# FDA recall Z-1074-2025

> **Getinge Usa Sales Inc** · Class I · device recall initiated 2025-01-15.

## Product

Vaporizer Sevoflurane, Quik-Fil. Model Number: 6682285.  Device is a component of Flow-i C20, Flow-i C30, Flow-i C40, Flow-c, Flow-e. For use during anesthesia.

## Reason for recall

Sevoflurane used with the vaporizer may degrade to hydrogen fluoride, which could present a risk to patients or health care providers through inhalation and/or skin exposure.

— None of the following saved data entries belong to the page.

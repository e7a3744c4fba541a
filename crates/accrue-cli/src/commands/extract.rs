//! Extract command implementation.

use crate::cli::ExtractArgs;
use crate::config::Config;
use crate::error::Result;
use crate::output::Formatter;
use accrue_domain::ChatModel;
use accrue_engine::{ExtractionRequest, Extractor};
use std::fs;
use std::sync::Arc;

/// Execute the extract command, returning the rendered result.
pub async fn execute_extract<M>(
    args: &ExtractArgs,
    model: Arc<M>,
    config: &Config,
    formatter: &Formatter,
) -> Result<String>
where
    M: ChatModel + 'static,
{
    let request: ExtractionRequest = serde_json::from_str(&fs::read_to_string(&args.input)?)?;

    let extractor = Extractor::from_arc(model, config.engine.clone());
    let output = extractor.extract(&request).await?;
    formatter.format_extraction(&output)
}

#[cfg(test)]
mod tests {
    use super::*;
    use crate::config::OutputFormat;
    use crate::error::CliError;
    use accrue_engine::{EngineError, ExtractionOutput, EXTRACT_TOOL_NAME};
    use accrue_llm::MockModel;
    use tempfile::NamedTempFile;

    fn input(json: &str) -> NamedTempFile {
        let file = NamedTempFile::new().unwrap();
        fs::write(file.path(), json).unwrap();
        file
    }

    #[tokio::test]
    async fn test_extract_from_file() {
        let file = input(
            r#"{
                "context": "Supplier invoices",
                "materials": [
                    {"content": "Dear customer", "source": "page-1"},
                    {"content": "Total: 100 EUR", "source": "page-2"}
                ],
                "fields": [{"name": "amount", "description": "Invoice total"}]
            }"#,
        );
        let model = MockModel::new();
        model.push_text("nothing here");
        model.push_tool_call(EXTRACT_TOOL_NAME, r#"{"extractedInfo":{"amount":"100","amountReason":"page 2"}}"#);

        let args = ExtractArgs {
            input: file.path().to_path_buf(),
        };
        let rendered = execute_extract(
            &args,
            Arc::new(model.clone()),
            &Config::default(),
            &Formatter::new(OutputFormat::Json, false),
        )
        .await
        .unwrap();

        let output: ExtractionOutput = serde_json::from_str(&rendered).unwrap();
        assert_eq!(output.fields["amount"], "100");
        assert_eq!(model.call_count(), 2);
    }

    #[tokio::test]
    async fn test_extract_empty_materials() {
        let file = input(r#"{"materials": [], "fields": [{"name": "amount"}]}"#);
        let args = ExtractArgs {
            input: file.path().to_path_buf(),
        };
        let model = MockModel::new();
        let rendered = execute_extract(
            &args,
            Arc::new(model.clone()),
            &Config::default(),
            &Formatter::new(OutputFormat::Json, false),
        )
        .await
        .unwrap();

        let output: ExtractionOutput = serde_json::from_str(&rendered).unwrap();
        assert_eq!(output.fields["amount"], "");
        assert_eq!(model.call_count(), 0);
    }

    #[tokio::test]
    async fn test_extract_reserved_field() {
        let file = input(r#"{"materials": [{"content": "x"}], "fields": [{"name": "idReason"}]}"#);
        let args = ExtractArgs {
            input: file.path().to_path_buf(),
        };
        let result = execute_extract(
            &args,
            Arc::new(MockModel::new()),
            &Config::default(),
            &Formatter::new(OutputFormat::Table, false),
        )
        .await;
        assert!(matches!(result, Err(CliError::Engine(EngineError::ReservedField(_)))));
    }
}
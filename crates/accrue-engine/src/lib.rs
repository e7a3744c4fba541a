//! Accrue Engine
//!
//! Turns an ordered list of unstructured inputs into one accumulated result by
//! calling a tool-capable chat model once per input.
//!
//! # Overview
//!
//! Two kinds of run share one loop:
//!
//! - **Extraction**: materials are read one by one and the model fills a set
//!   of requested fields. Values found on earlier materials are fed back into
//!   later prompts and are never blanked out again.
//! - **Matching**: rules are checked one by one and the model records a
//!   verdict for each.
//!
//! Matching can also be fanned out: the rule list is cut into sub-lists that
//! run concurrently on a bounded worker pool, each with its own state.
//!
//! # Architecture
//!
//! ```text
//! units → compose → ChatModel → tool payload → parse → merge → next unit
//!                                                            ↘ finalize
//! ```
//!
//! # Example Usage
//!
//! ```no_run
//! use accrue_domain::{FieldSpec, Material};
//! use accrue_engine::{EngineConfig, ExtractionRequest, Extractor};
//! use accrue_llm::MockModel;
//!
//! # async fn example() -> Result<(), Box<dyn std::error::Error>> {
//! let extractor = Extractor::new(MockModel::new(), EngineConfig::default());
//!
//! let request = ExtractionRequest {
//!     context: "Supplier invoices".to_string(),
//!     materials: vec![Material::new("Total due: 100 EUR", "invoice.pdf")],
//!     fields: vec![FieldSpec::new("amount", "Invoice total")],
//! };
//!
//! let output = extractor.extract(&request).await?;
//! println!("amount = {}", output.fields["amount"]);
//! # Ok(())
//! # }
//! ```

#![warn(missing_docs)]

mod batch;
mod config;
mod engine;
mod error;
mod extractor;
mod matcher;
mod merge;
mod parser;
mod prompt;
mod task;
mod types;

#[cfg(test)]
mod tests;

pub use batch::{plan_batches, run_batched, WorkerPool};
pub use config::{BatchOrder, EngineConfig, PromptTemplates, DEFAULT_BATCH_SIZE};
pub use engine::{RunState, SequentialEngine, Step};
pub use error::EngineError;
pub use extractor::Extractor;
pub use matcher::RuleMatcher;
pub use merge::{ExtractionState, MatchState};
pub use parser::{locate_payload, parse_extracted, parse_object, parse_verdict, PayloadError};
pub use prompt::{
    current_time, format_fields, format_material, format_rule, format_time, Composed,
    ExtractionPrompt, MatchingPrompt,
};
pub use task::{extract_tool, match_tool, ExtractionTask, MatchingTask, Task, EXTRACT_TOOL_NAME, MATCH_TOOL_NAME};
pub use types::{ExtractionOutput, ExtractionRequest, MatchOutput, MatchRequest, TurnResult};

Potential harms include irritation of respiratory tract, which in worst case may lead to lung edema and/or severe hypocalcemia, blistering, superficial ulceration, and/or hypomagnesemia.

## Distribution

Domestic distribution to Kentucky and Connecticut.

## Key facts

- **Recall number:** Z-1074-2025
- **Recalling firm:** Getinge Usa Sales Inc
- **Classification:** Class I
- **Product type:** device
- **Status:** Ongoing
- **Initiation date:** 2025-01-15
- **Report date:** 2025-02-19

- **Voluntary/Mandated:** Voluntary: Firm initiated
- **Location:** Wayne, NJ, United States

## Primary source

FDA Enforcement Reports: https://www.accessdata.fda.gov/scripts/ires/index.cfm?Product=Z-1074-2025

## Citation

> AI Analytics. FDA recall Z-1074-2025. Retrieved 2026-06-26 from https://api.ai-analytics.org/recall/Z-1074-2025. Source: US FDA. Licensed CC0.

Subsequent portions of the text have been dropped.